» **TASK PROMPT**:
Look through the records and copy each line that has "failed" in it.

[Collected data]
#####
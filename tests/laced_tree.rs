use std::collections::BTreeMap;

use laced_tree::LacedTree;
use proptest::prelude::*;
use rand::rngs::StdRng;
use rand::seq::SliceRandom;
use rand::{Rng, SeedableRng};

/// Number of keys in the dense scenarios.
const NUM_KEYS: i64 = 1000;

fn shuffled_keys(rng: &mut StdRng) -> Vec<i64> {
    let mut keys: Vec<i64> = (0..NUM_KEYS).collect();
    keys.shuffle(rng);
    keys
}

/// Dense key set inserted in shuffled order: every prefix is fully readable,
/// unseen keys stay invisible, and enumeration comes back sorted.
#[test]
fn shuffled_dense_insertion_reads_back() {
    let mut rng = StdRng::seed_from_u64(0);
    let keys = shuffled_keys(&mut rng);

    let mut index = LacedTree::new();
    for (i, &key) in keys.iter().enumerate() {
        assert!(!index.insert(key, key as u64).at_end(), "insert({key}) failed");

        for &seen in &keys[..=i] {
            assert!(!index.find(seen).at_end(), "find({seen}) failed after {} inserts", i + 1);
        }
        for &unseen in keys[i + 1..].iter().take(10) {
            assert!(index.find(unseen).at_end(), "find({unseen}) succeeded before its insert");
        }
    }
    assert_eq!(index.len() as i64, NUM_KEYS);

    for key in NUM_KEYS..NUM_KEYS + 10 {
        assert!(index.find(key).at_end());
    }

    let mut collected = Vec::new();
    index.collect_keys(&mut collected, false);
    let expected: Vec<i64> = (0..NUM_KEYS).collect();
    assert_eq!(collected, expected);

    collected.clear();
    index.collect_keys(&mut collected, true);
    let reversed: Vec<i64> = (0..NUM_KEYS).rev().collect();
    assert_eq!(collected, reversed);
}

/// Shuffled removal down to the empty tree: sizes, visibility, and the
/// empty-leaf end state.
#[test]
fn shuffled_removal_drains_the_index() {
    let mut rng = StdRng::seed_from_u64(0);

    let mut index = LacedTree::new();
    for key in 0..NUM_KEYS {
        assert!(!index.insert(key, key as u64).at_end());
    }

    let keys = shuffled_keys(&mut rng);
    for (i, &key) in keys.iter().enumerate() {
        assert!(index.remove(key), "remove({key}) failed");
        assert_eq!(index.len() as i64, NUM_KEYS - i as i64 - 1);

        for &gone in &keys[..=i] {
            assert!(index.find(gone).at_end(), "find({gone}) succeeded after its removal");
        }
        for &left in &keys[i + 1..] {
            assert!(!index.find(left).at_end(), "find({left}) failed while still present");
        }
    }

    assert_eq!(index.len(), 0);
    assert!(index.is_empty());
    for key in 0..=NUM_KEYS {
        assert!(!index.remove(key));
    }
    let mut collected = Vec::new();
    index.collect_keys(&mut collected, false);
    assert!(collected.is_empty());
}

/// A long mixed operation stream must match an ordered-map oracle
/// step-for-step: every return value and the running size.
#[test]
fn mixed_stream_matches_the_oracle() {
    const NUM_OPS: usize = 100_000;
    const KEY_SPACE: i64 = 100_000;

    let mut rng = StdRng::seed_from_u64(0);
    let mut index = LacedTree::new();
    let mut oracle: BTreeMap<i64, u64> = BTreeMap::new();

    for step in 0..NUM_OPS {
        let key = rng.gen_range(0..KEY_SPACE);
        let stamp = step as u64;
        match rng.gen_range(0..5) {
            0 => {
                assert_eq!(index.find(key).value(), oracle.get(&key), "find({key}) diverged at step {step}");
            }
            1 => {
                let inserted = !index.insert(key, stamp).at_end();
                let absent = !oracle.contains_key(&key);
                assert_eq!(inserted, absent, "insert({key}) diverged at step {step}");
                if absent {
                    oracle.insert(key, stamp);
                }
            }
            2 => {
                let updated = index.update(key, stamp);
                let present = oracle.contains_key(&key);
                assert_eq!(updated, present, "update({key}) diverged at step {step}");
                if present {
                    oracle.insert(key, stamp);
                }
            }
            3 => {
                assert!(!index.upsert(key, stamp).at_end());
                oracle.insert(key, stamp);
            }
            _ => {
                assert_eq!(index.remove(key), oracle.remove(&key).is_some(), "remove({key}) diverged at step {step}");
            }
        }
        assert_eq!(index.len(), oracle.len(), "size diverged at step {step}");
    }

    let mut collected = Vec::new();
    index.collect_keys(&mut collected, false);
    let expected: Vec<i64> = oracle.keys().copied().collect();
    assert_eq!(collected, expected);
}

// ─── Randomized model tests ──────────────────────────────────────────────────

/// The number of operations to perform in each proptest case.
const TEST_SIZE: usize = 10_000;

/// Keys drawn from a range narrow enough to force collisions.
fn key_strategy() -> impl Strategy<Value = i64> {
    -20_000i64..20_000i64
}

#[derive(Debug, Clone)]
enum IndexOp {
    Find(i64),
    Insert(i64, u64),
    Update(i64, u64),
    Upsert(i64, u64),
    Remove(i64),
}

fn index_op_strategy() -> impl Strategy<Value = IndexOp> {
    prop_oneof![
        2 => key_strategy().prop_map(IndexOp::Find),
        5 => (key_strategy(), any::<u64>()).prop_map(|(k, v)| IndexOp::Insert(k, v)),
        2 => (key_strategy(), any::<u64>()).prop_map(|(k, v)| IndexOp::Update(k, v)),
        3 => (key_strategy(), any::<u64>()).prop_map(|(k, v)| IndexOp::Upsert(k, v)),
        3 => key_strategy().prop_map(IndexOp::Remove),
    ]
}

proptest! {
    #![proptest_config(ProptestConfig::with_cases(20))]

    /// Replays a random operation stream on both `LacedTree` and `BTreeMap`
    /// and asserts identical observable results at every step.
    #[test]
    fn index_ops_match_btreemap(ops in proptest::collection::vec(index_op_strategy(), TEST_SIZE)) {
        let mut index: LacedTree<u64> = LacedTree::new();
        let mut model: BTreeMap<i64, u64> = BTreeMap::new();

        for op in &ops {
            match *op {
                IndexOp::Find(k) => {
                    prop_assert_eq!(index.find(k).value(), model.get(&k), "find({})", k);
                }
                IndexOp::Insert(k, v) => {
                    let inserted = !index.insert(k, v).at_end();
                    let absent = !model.contains_key(&k);
                    prop_assert_eq!(inserted, absent, "insert({}, {})", k, v);
                    if absent {
                        model.insert(k, v);
                    }
                }
                IndexOp::Update(k, v) => {
                    let updated = index.update(k, v);
                    let present = model.contains_key(&k);
                    prop_assert_eq!(updated, present, "update({}, {})", k, v);
                    if present {
                        model.insert(k, v);
                    }
                }
                IndexOp::Upsert(k, v) => {
                    prop_assert_eq!(index.upsert(k, v).value(), Some(&v), "upsert({}, {})", k, v);
                    model.insert(k, v);
                }
                IndexOp::Remove(k) => {
                    prop_assert_eq!(index.remove(k), model.remove(&k).is_some(), "remove({})", k);
                }
            }
            prop_assert_eq!(index.len(), model.len(), "len mismatch after {:?}", op);
        }
    }

    /// Enumeration in both directions matches the model after random inserts.
    #[test]
    fn enumeration_matches_btreemap(entries in proptest::collection::vec((key_strategy(), any::<u64>()), TEST_SIZE)) {
        let mut index: LacedTree<u64> = LacedTree::new();
        let mut model: BTreeMap<i64, u64> = BTreeMap::new();

        for &(k, v) in &entries {
            index.upsert(k, v);
            model.insert(k, v);
        }

        let mut forward = Vec::new();
        index.collect_keys(&mut forward, false);
        let expected: Vec<i64> = model.keys().copied().collect();
        prop_assert_eq!(&forward, &expected, "forward enumeration mismatch");

        let mut backward = Vec::new();
        index.collect_keys(&mut backward, true);
        backward.reverse();
        prop_assert_eq!(&backward, &forward, "backward enumeration is not the reverse");

        prop_assert_eq!(forward.len(), index.len());
    }
}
#####
» **RESULT OF THIS EXERCISE**:
        assert!(!index.insert(key, key as u64).at_end(), "insert({key}) failed");
            assert!(!index.find(seen).at_end(), "find({seen}) failed after {} inserts", i + 1);
        assert!(index.remove(key), "remove({key}) failed");
            assert!(!index.find(left).at_end(), "find({left}) failed while still present");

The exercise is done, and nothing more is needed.